**Exercise requirements:** Take from the listing each line that has the string "PsiElement".

**Data section:**
//! Line-oriented hook spec files
//!
//! ```text
//! # comments run to the end of the line
//! class com/intellij/usages/impl/UsageAdapter
//! interface net.example.IHasNavigationOffset getNavigationOffset ()I
//! target getNavigationOffset ()I call-branch com/intellij/usageView/UsageInfo getElement ()Lcom/intellij/psi/PsiElement;
//! args 2
//! ```
//!
//! A `class` line starts a new block, which needs exactly one `interface` line and at least one
//! `target`. An `args` line gives the locals passed as interface arguments for the `target` just
//! above it.

use jvmhook::hook::{CallSite, Error, HookSpec, Target, TriggerShape};
use jvmhook::jvm::code::FieldRef;
use jvmhook::jvm::{parse_descriptor, BinaryName, Name, UnqualifiedName};

/// Interface line, kept as text until the block is complete
struct InterfaceLine {
    name: String,
    method: String,
    descriptor: String,
}

struct Block {
    class: BinaryName,
    interface: Option<InterfaceLine>,
    targets: Vec<Target>,
}

impl Block {
    fn finish(self) -> Result<(BinaryName, HookSpec), Error> {
        let interface = self.interface.ok_or_else(|| {
            Error::InvalidHookSpec(format!("class {:?} has no interface line", self.class))
        })?;
        let spec = HookSpec::new(
            &interface.name,
            &interface.method,
            &interface.descriptor,
            self.targets,
        )?;
        Ok((self.class, spec))
    }
}

/// Parse every class block in a spec file
pub fn parse_spec_file(contents: &str) -> Result<Vec<(BinaryName, HookSpec)>, Error> {
    let mut specs = vec![];
    let mut current: Option<Block> = None;

    for (line_number, line) in contents.lines().enumerate() {
        let line = line.split('#').next().unwrap_or("");
        let words: Vec<&str> = line.split_whitespace().collect();
        if words.is_empty() {
            continue;
        }

        let at_line = |err: Error| match err {
            Error::InvalidHookSpec(msg) => {
                Error::InvalidHookSpec(format!("line {}: {}", line_number + 1, msg))
            }
            other => other,
        };
        let parsed = parse_line(&words, &mut current, &mut specs);
        parsed.map_err(at_line)?;
    }

    if let Some(block) = current {
        specs.push(block.finish()?);
    }
    Ok(specs)
}

fn parse_line(
    words: &[&str],
    current: &mut Option<Block>,
    specs: &mut Vec<(BinaryName, HookSpec)>,
) -> Result<(), Error> {
    let (directive, arguments) = (words[0], &words[1..]);

    if directive == "class" {
        let [class] = expect_arguments::<1>(directive, arguments)?;
        if let Some(block) = current.take() {
            specs.push(block.finish()?);
        }
        *current = Some(Block {
            class: name(class)?,
            interface: None,
            targets: vec![],
        });
        return Ok(());
    }

    let block = current
        .as_mut()
        .ok_or_else(|| Error::InvalidHookSpec(format!("'{}' before any 'class'", directive)))?;
    match directive {
        "interface" => {
            let [interface, method, descriptor] = expect_arguments::<3>(directive, arguments)?;
            if block.interface.is_some() {
                return Err(Error::InvalidHookSpec(String::from(
                    "more than one interface for the same class",
                )));
            }
            block.interface = Some(InterfaceLine {
                name: interface.to_owned(),
                method: method.to_owned(),
                descriptor: descriptor.to_owned(),
            });
        }
        "target" => {
            if arguments.len() < 3 {
                return Err(Error::InvalidHookSpec(String::from(
                    "'target' needs a name, a descriptor, and a shape",
                )));
            }
            let shape = parse_shape(arguments[2], &arguments[3..])?;
            block
                .targets
                .push(Target::new(arguments[0], arguments[1], shape)?);
        }
        "args" => {
            let target = block.targets.pop().ok_or_else(|| {
                Error::InvalidHookSpec(String::from("'args' must follow a 'target'"))
            })?;
            let slots = arguments
                .iter()
                .map(|slot| parse_slot(slot))
                .collect::<Result<Vec<u16>, Error>>()?;
            block.targets.push(target.with_arguments(slots));
        }
        other => {
            return Err(Error::InvalidHookSpec(format!(
                "unknown directive '{}'",
                other
            )))
        }
    }
    Ok(())
}

fn parse_shape(shape: &str, arguments: &[&str]) -> Result<TriggerShape, Error> {
    Ok(match shape {
        "entry" => {
            let [slot] = expect_arguments::<1>(shape, arguments)?;
            TriggerShape::Entry {
                slot: parse_slot(slot)?,
            }
        }
        "entry-select" => {
            let [slot, owner, if_true, if_false, descriptor] =
                expect_arguments::<5>(shape, arguments)?;
            let descriptor: jvmhook::jvm::FieldType<BinaryName> = parse_descriptor(descriptor)
                .map_err(|err| Error::InvalidHookSpec(err.to_string()))?;
            let field = |field: &str| -> Result<FieldRef, Error> {
                Ok(FieldRef::new(name(owner)?, name(field)?, descriptor.clone()))
            };
            TriggerShape::EntrySelect {
                slot: parse_slot(slot)?,
                if_true: field(if_true)?,
                if_false: field(if_false)?,
            }
        }
        "call-branch" => {
            let [owner, method, descriptor] = expect_arguments::<3>(shape, arguments)?;
            TriggerShape::CallBranch {
                call: CallSite::new(owner, method, descriptor)?,
            }
        }
        "call-result" => {
            let [owner, method, descriptor] = expect_arguments::<3>(shape, arguments)?;
            TriggerShape::CallResult {
                call: CallSite::new(owner, method, descriptor)?,
            }
        }
        "aggregate" => {
            let [owner, method, descriptor, chunk_owner, chunk_method] =
                expect_arguments::<5>(shape, arguments)?;
            TriggerShape::Aggregate {
                call: CallSite::new(owner, method, descriptor)?,
                chunk_owner: name(chunk_owner)?,
                chunk_method: name(chunk_method)?,
            }
        }
        "cache" => {
            let [owner, method, descriptor, field_owner, field, reference_class] =
                expect_arguments::<6>(shape, arguments)?;
            TriggerShape::Cache {
                call: CallSite::new(owner, method, descriptor)?,
                cache_field: FieldRef::new(
                    name(field_owner)?,
                    name(field)?,
                    TriggerShape::cache_field_type(),
                ),
                reference_class: name(reference_class)?,
            }
        }
        other => {
            return Err(Error::InvalidHookSpec(format!(
                "unknown trigger shape '{}'",
                other
            )))
        }
    })
}

fn expect_arguments<'a, const N: usize>(
    what: &str,
    arguments: &[&'a str],
) -> Result<[&'a str; N], Error> {
    <[&str; N]>::try_from(arguments).map_err(|_| {
        Error::InvalidHookSpec(format!(
            "'{}' takes {} arguments, got {}",
            what,
            N,
            arguments.len()
        ))
    })
}

fn parse_slot(slot: &str) -> Result<u16, Error> {
    slot.parse()
        .map_err(|_| Error::InvalidHookSpec(format!("'{}' is not a local variable slot", slot)))
}

fn name<N: Name>(name: &str) -> Result<N, Error> {
    N::from_string(name.to_owned()).map_err(Error::InvalidHookSpec)
}

#[cfg(test)]
mod test {
    use super::*;
    use jvmhook::jvm::RenderDescriptor;

    const USAGE_ADAPTER: &str = "
        # two classes, one hook each
        class com/intellij/usages/impl/UsageAdapter
        interface net.example.IHasNavigationOffset getNavigationOffset ()I
        target getNavigationOffset ()I call-branch com/intellij/usageView/UsageInfo getElement ()Lcom/intellij/psi/PsiElement;

        class com/intellij/psi/impl/search/JavaReadWriteAccessDetector
        interface net.example.IIsWriteOverride isWrite ()Z
        target getExpressionAccess (Lcom/intellij/psi/PsiElement;)Lcom/intellij/codeInsight/highlighting/ReadWriteAccessDetector$Access; entry-select 1 com/intellij/codeInsight/highlighting/ReadWriteAccessDetector$Access Write Read Lcom/intellij/codeInsight/highlighting/ReadWriteAccessDetector$Access;
    ";

    #[test]
    fn classes_and_targets() {
        let specs = parse_spec_file(USAGE_ADAPTER).unwrap();
        assert_eq!(specs.len(), 2);

        let (class, spec) = &specs[0];
        assert_eq!(class.as_str(), "com/intellij/usages/impl/UsageAdapter");
        assert_eq!(
            spec.interface.interface.as_str(),
            "net/example/IHasNavigationOffset"
        );
        assert_eq!(spec.targets.len(), 1);
        match &spec.targets[0].shape {
            TriggerShape::CallBranch { call } => {
                assert_eq!(call.name.as_str(), "getElement");
                assert_eq!(call.descriptor.render(), "()Lcom/intellij/psi/PsiElement;");
            }
            other => panic!("unexpected shape {:?}", other),
        }

        let (_, spec) = &specs[1];
        match &spec.targets[0].shape {
            TriggerShape::EntrySelect {
                slot,
                if_true,
                if_false,
            } => {
                assert_eq!(*slot, 1);
                assert_eq!(if_true.name.as_str(), "Write");
                assert_eq!(if_false.name.as_str(), "Read");
                assert_eq!(if_true.descriptor, if_false.descriptor);
            }
            other => panic!("unexpected shape {:?}", other),
        }
    }

    #[test]
    fn arguments_attach_to_the_previous_target() {
        let specs = parse_spec_file(
            "class app/Widget
             interface app.IHook hook (JLjava/lang/String;)Ljava/lang/Object;
             target compute (JLjava/lang/String;)Ljava/lang/Object; entry 0 # receiver
             args 1 3",
        )
        .unwrap();
        assert_eq!(specs[0].1.targets[0].argument_slots, vec![1, 3]);
    }

    #[test]
    fn cache_and_aggregate_shapes() {
        let specs = parse_spec_file(
            "class com/intellij/usages/UsageInfo2UsageAdapter
             interface net.example.ITextChunks getTextChunks ()[Lcom/intellij/usages/TextChunk;
             target getPlainText ()Ljava/lang/String; aggregate com/intellij/usages/UsageInfo2UsageAdapter getUsageInfo ()Lcom/intellij/usageView/UsageInfo; com/intellij/usages/TextChunk getText
             target initChunks ()[Lcom/intellij/usages/TextChunk; cache com/intellij/usages/UsageInfo2UsageAdapter getUsageInfo ()Lcom/intellij/usageView/UsageInfo; com/intellij/usages/UsageInfo2UsageAdapter myTextChunks com/intellij/reference/SoftReference",
        )
        .unwrap();
        let targets = &specs[0].1.targets;
        assert!(matches!(
            &targets[0].shape,
            TriggerShape::Aggregate { chunk_method, .. } if chunk_method.as_str() == "getText"
        ));
        match &targets[1].shape {
            TriggerShape::Cache {
                cache_field,
                reference_class,
                ..
            } => {
                assert_eq!(cache_field.descriptor.render(), "Ljava/lang/ref/Reference;");
                assert_eq!(reference_class.as_str(), "com/intellij/reference/SoftReference");
            }
            other => panic!("unexpected shape {:?}", other),
        }
    }

    #[test]
    fn errors_carry_line_numbers() {
        let error = |contents: &str| match parse_spec_file(contents) {
            Err(Error::InvalidHookSpec(msg)) => msg,
            other => panic!("expected an error, got {:?}", other.map(|specs| specs.len())),
        };

        assert!(error("interface app.IHook hook ()V").starts_with("line 1:"));
        assert!(error("class app/A\n\ntarget run ()V sideways").starts_with("line 3:"));
        assert!(error("class app/A\nargs 1").contains("'args' must follow a 'target'"));
        assert!(error("class app/A\ntarget run ()V entry x").contains("not a local variable slot"));
        assert!(error("class app/A\ntarget run ()V entry 0").contains("no interface line"));
        assert!(error("class app/A\ninterface app.I run ()V\nfrobnicate").contains("unknown directive"));
    }
}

**Result of this exercise:**
//! target getNavigationOffset ()I call-branch com/intellij/usageView/UsageInfo getElement ()Lcom/intellij/psi/PsiElement;
        target getNavigationOffset ()I call-branch com/intellij/usageView/UsageInfo getElement ()Lcom/intellij/psi/PsiElement;
        target getExpressionAccess (Lcom/intellij/psi/PsiElement;)Lcom/intellij/codeInsight/highlighting/ReadWriteAccessDetector$Access; entry-select 1 com/intellij/codeInsight/highlighting/ReadWriteAccessDetector$Access Write Read Lcom/intellij/codeInsight/highlighting/ReadWriteAccessDetector$Access;
                assert_eq!(call.descriptor.render(), "()Lcom/intellij/psi/PsiElement;");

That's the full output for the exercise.